Second, the Commission can encourage providers and operators, including large “enterprise” organizations, to participate in the process of understanding and building global routing system security. To this point, only a few providers have participated in the discussion. Quite often, those participating have a narrow perspective, and have been guided by groups asking the wrong question (as above). The scope of enquiry needs to be expanded.
What the Commission, or any other government organization, should not do is to push a solution from the top down. The IETF community is effective at finding solutions for these kinds of problems, and has vast experience in understanding the intended consequences, the unintended consequences, and operational aspects of deploying technologies at the scale of the Internet. Government agencies need to leverage these capacities, rather than trying to override them.
If funding is provided for research in this area, it should begin with some sort of “open research grant,” rather than selecting one solution to fund. Funding should not have an impact on the selection of a technical solution in open standards organizations (such as the IETF). Funding does, however, play a significant role by impacting the availability of implementations, time spent researching problems, time spent supporting a given solution at open meetings, etc.
The community must return to the beginning and find a solution that works by asking the right questions.
15: The Commission seeks comment on the extent to which the effectiveness of BGP security measures may be related to international participation and coordination.

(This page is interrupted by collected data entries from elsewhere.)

//! The layered value source: one lookup over every configuration tier.
//!
//! ```text
//! Defaults            zero values registered with each flag
//!        ↑ overridden by
//! Environment vars    PREFIX_KEY (only when a prefix was registered)
//!        ↑ overridden by
//! Command-line flags  only flags the user actually passed
//!        ↑ overridden by
//! Overrides           .set()
//! ```
//!
//! Tiers are fixed when the source is built (usually by
//! [`FlagSet::parse_from`](crate::FlagSet::parse_from)); lookups only read.
//! Keys are case-insensitive.

use std::collections::HashMap;

use toml::Value;

use crate::env::EnvLayer;
use crate::split::split_x;

#[derive(Debug, Clone, Default)]
pub struct Layers {
    overrides: HashMap<String, Value>,
    flags: HashMap<String, Value>,
    env: Option<EnvLayer>,
    defaults: HashMap<String, Value>,
}

fn norm(key: &str) -> String {
    key.to_lowercase()
}

impl Layers {
    pub fn new() -> Self {
        Self::default()
    }

    /// Enable the environment tier for `prefix`, reading from `vars`.
    pub fn with_env(
        mut self,
        prefix: &str,
        vars: impl IntoIterator<Item = (String, String)>,
    ) -> Self {
        self.env = Some(EnvLayer::capture(prefix, vars));
        self
    }

    /// Set a value above every other tier.
    pub fn set<V: Into<Value>>(&mut self, key: &str, value: V) {
        self.overrides.insert(norm(key), value.into());
    }

    pub(crate) fn set_flag(&mut self, key: &str, value: Value) {
        self.flags.insert(norm(key), value);
    }

    pub(crate) fn set_default(&mut self, key: &str, value: Value) {
        self.defaults.insert(norm(key), value);
    }

    /// Highest-precedence value for `key`, if any tier has one.
    pub fn get(&self, key: &str) -> Option<Value> {
        let key = norm(key);
        if let Some(v) = self.overrides.get(&key).or_else(|| self.flags.get(&key)) {
            return Some(v.clone());
        }
        if let Some(v) = self.env.as_ref().and_then(|env| env.get(&key)) {
            return Some(Value::String(v.to_string()));
        }
        self.defaults.get(&key).cloned()
    }

    /// True when a tier above the defaults has a value for `key`.
    pub fn is_set(&self, key: &str) -> bool {
        let key = norm(key);
        self.overrides.contains_key(&key)
            || self.flags.contains_key(&key)
            || self.env.as_ref().is_some_and(|env| env.get(&key).is_some())
    }

    pub fn get_string(&self, key: &str) -> String {
        self.get(key).map(|v| value_string(&v)).unwrap_or_default()
    }

    /// Integer value; unparsable strings read as 0.
    pub fn get_int(&self, key: &str) -> i64 {
        match self.get(key) {
            Some(Value::Integer(i)) => i,
            Some(Value::String(s)) => s.trim().parse().unwrap_or(0),
            Some(Value::Boolean(b)) => i64::from(b),
            Some(Value::Float(f)) => f as i64,
            _ => 0,
        }
    }

    /// Boolean value; anything not recognizably true reads as false.
    pub fn get_bool(&self, key: &str) -> bool {
        match self.get(key) {
            Some(Value::Boolean(b)) => b,
            Some(Value::String(s)) => parse_bool(s.trim()).unwrap_or(false),
            Some(Value::Integer(i)) => i != 0,
            _ => false,
        }
    }

    /// String value split with [`split_x`]; empty when unset.
    pub fn get_sequence(&self, key: &str, separator: &str) -> Vec<String> {
        split_x(self.get_string(key).trim(), separator)
    }
}

fn value_string(value: &Value) -> String {
    match value {
        Value::String(s) => s.clone(),
        Value::Integer(i) => i.to_string(),
        Value::Float(f) => f.to_string(),
        Value::Boolean(b) => b.to_string(),
        Value::Array(items) => items.iter().map(value_string).collect::<Vec<_>>().join(","),
        other => other.to_string(),
    }
}

/// Accepts the usual spellings: `1 t T TRUE true True` and their false forms.
pub(crate) fn parse_bool(s: &str) -> Option<bool> {
    match s {
        "1" | "t" | "T" | "TRUE" | "true" | "True" => Some(true),
        "0" | "f" | "F" | "FALSE" | "false" | "False" => Some(false),
        _ => None,
    }
}
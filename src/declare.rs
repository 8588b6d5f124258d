//! Flag declaration from record fields.

use tracing::debug;

use crate::error::CnfError;
use crate::flags::{FlagKind, FlagSet};
use crate::types::{Record, Slot};
use crate::walk::{FieldDescriptor, walk};

/// Register one flag per leaf field of `record`.
///
/// String and sequence fields become string flags (sequences are split at
/// bind time), integers integer flags, booleans boolean flags. Usage text is
/// the tag's main text and the shorthand comes from its `shorthand` option.
/// Stops at the first registration failure.
pub fn declare_flags(flags: &mut FlagSet, record: &mut dyn Record) -> Result<(), CnfError> {
    let mut result = Ok(());
    walk(record, &mut |field| {
        if result.is_ok() {
            result = declare_field(flags, &field);
        }
    });
    result
}

fn declare_field(flags: &mut FlagSet, field: &FieldDescriptor<'_>) -> Result<(), CnfError> {
    let kind = match field.slot {
        Slot::String(_) | Slot::Sequence(_) => FlagKind::String,
        Slot::Int(_) => FlagKind::Int,
        Slot::Bool(_) => FlagKind::Bool,
        Slot::Struct(_) => return Ok(()),
    };

    let short = match field.tag.get_opt("shorthand") {
        None | Some("") => None,
        Some(s) => {
            let mut chars = s.chars();
            match (chars.next(), chars.next()) {
                (Some(c), None) => Some(c),
                _ => {
                    return Err(CnfError::InvalidShorthand {
                        key: field.key.clone(),
                        shorthand: s.to_string(),
                    });
                }
            }
        }
    };

    debug!(event = "cnf.declare.flag", key = %field.key, kind = ?kind);
    flags.add(&field.key, short, &field.tag.main, kind)
}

International coordination and cooperation are basic requirements.
16″ Costs and Benefits.
Please see the answers above, as some of the costs are considered there.
17: The Commission seeks comment on whether the Commission should encourage industry to prioritize the deployment of BGP security measures within the networks on which critical infrastructure and emergency services rely, as a means of helping industry to control costs otherwise associated with a network-wide deployment.
This is an attractive idea from the perspective of finding places where routing security could be deployed at a smaller scale and in a controlled manner to understand how the system works, make improvements in the system, etc. However, I would be concerned about how these kinds of services can be “separated out” for deployment in an effective way.
This kind of deployment would, however, make the problem of incremental deployment a fundamental requirement of any proposed system, which may at least encourage steps in the right direction.